### [Work task]
After reading the entries below, copy word for word the lines from the first through the line containing "word after cursor", and stop there.

### [Stored data]
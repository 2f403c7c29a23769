use crate::exhaustive_match;
use crossterm::event::KeyEvent;

/// Events driving the filter loop
#[derive(Clone, Debug, PartialEq, Eq)]
pub enum Event {
    /// Quit the loop, the outcome is already decided
    Quit,
    /// An error occurred in the input pump
    Error(String),
    /// Render the UI
    Render,
    /// A key was pressed
    Key(KeyEvent),
    /// Text was pasted (bracketed paste)
    Paste(String),
    /// The terminal was resized to (width, height)
    Resize(u16, u16),
    /// An action was triggered
    Action(Action),
}

/// Actions that can be bound to keys
#[derive(Debug, Clone, PartialEq, Eq)]
pub enum Action {
    /// Leave without a selection, as an interruption
    Abort,
    /// Submit the selection
    Accept,
    /// Add a character to the query
    AddChar(char),
    /// Move cursor backward one character
    BackwardChar,
    /// Delete character before cursor
    BackwardDeleteChar,
    /// Delete word before cursor
    BackwardKillWord,
    /// Move cursor backward one word
    BackwardWord,
    /// Move cursor to beginning of line
    BeginningOfLine,
    /// Delete character under cursor
    DeleteChar,
    /// Deselect all items
    DeselectAll,
    /// Move the list cursor one line down on screen
    Down,
    /// Move cursor to end of line
    EndOfLine,
    /// Move cursor forward one character
    ForwardChar,
    /// Move cursor forward one word
    ForwardWord,
    /// Ignore the key
    Ignore,
    /// Delete from cursor to end of line
    KillLine,
    /// Delete word after cursor
    KillWord,
    /// Leave without a selection
    Quit,
    /// Select all items up to the limit
    SelectAll,
    /// Toggle selection of the current item
    Toggle,
    /// Select all, or deselect all once everything possible is selected
    ToggleAll,
    /// Toggle then move down
    ToggleDown,
    /// Toggle then move up
    ToggleUp,
    /// Delete from the cursor to the beginning of the line
    UnixLineDiscard,
    /// Delete the whitespace-delimited word before the cursor
    UnixWordRubout,
    /// Move the list cursor one line up on screen
    Up,
}

/// Parses an action string into an Action enum
///
/// Only `add-char` takes an argument, written `add-char(x)` or `add-char:x`.
pub fn parse_action(raw_action: &str) -> Option<Action> {
    let (action, arg) = match raw_action.split_once([':', '(']) {
        None => (raw_action, None),
        Some((act, a)) => (act, Some(a.strip_suffix(')').unwrap_or(a))),
    };
    trace!("parse_action: action={action}, arg={arg:?}");

    exhaustive_match! {
        action => Option<Action>;
        {
            "abort" => Some(Abort),
            "accept" => Some(Accept),
            "add-char" => Some(AddChar(arg.and_then(|s| s.chars().next())?)),
            "backward-char" => Some(BackwardChar),
            "backward-delete-char" => Some(BackwardDeleteChar),
            "backward-kill-word" => Some(BackwardKillWord),
            "backward-word" => Some(BackwardWord),
            "beginning-of-line" => Some(BeginningOfLine),
            "delete-char" => Some(DeleteChar),
            "deselect-all" => Some(DeselectAll),
            "down" | "next" => Some(Down),
            "end-of-line" => Some(EndOfLine),
            "forward-char" => Some(ForwardChar),
            "forward-word" => Some(ForwardWord),
            "ignore" => Some(Ignore),
            "kill-line" => Some(KillLine),
            "kill-word" => Some(KillWord),
            "quit" => Some(Quit),
            "select-all" => Some(SelectAll),
            "toggle" => Some(Toggle),
            "toggle-all" => Some(ToggleAll),
            "toggle-down" => Some(ToggleDown),
            "toggle-up" => Some(ToggleUp),
            "unix-line-discard" => Some(UnixLineDiscard),
            "unix-word-rubout" => Some(UnixWordRubout),
            "up" | "previous" => Some(Up),
        }
        default _ => None
    }
}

### [Answer to this exercise]
repository 2f403c7c29a23769
use crate::exhaustive_match;
use crossterm::event::KeyEvent;

/// Events driving the filter loop
#[derive(Clone, Debug, PartialEq, Eq)]
pub enum Event {
    /// Quit the loop, the outcome is already decided
    Quit,
    /// An error occurred in the input pump
    Error(String),
    /// Render the UI
    Render,
    /// A key was pressed
    Key(KeyEvent),
    /// Text was pasted (bracketed paste)
    Paste(String),
    /// The terminal was resized to (width, height)
    Resize(u16, u16),
    /// An action was triggered
    Action(Action),
}

/// Actions that can be bound to keys
#[derive(Debug, Clone, PartialEq, Eq)]
pub enum Action {
    /// Leave without a selection, as an interruption
    Abort,
    /// Submit the selection
    Accept,
    /// Add a character to the query
    AddChar(char),
    /// Move cursor backward one character
    BackwardChar,
    /// Delete character before cursor
    BackwardDeleteChar,
    /// Delete word before cursor
    BackwardKillWord,
    /// Move cursor backward one word
    BackwardWord,
    /// Move cursor to beginning of line
    BeginningOfLine,
    /// Delete character under cursor
    DeleteChar,
    /// Deselect all items
    DeselectAll,
    /// Move the list cursor one line down on screen
    Down,
    /// Move cursor to end of line
    EndOfLine,
    /// Move cursor forward one character
    ForwardChar,
    /// Move cursor forward one word
    ForwardWord,
    /// Ignore the key
    Ignore,
    /// Delete from cursor to end of line
    KillLine,
    /// Delete word after cursor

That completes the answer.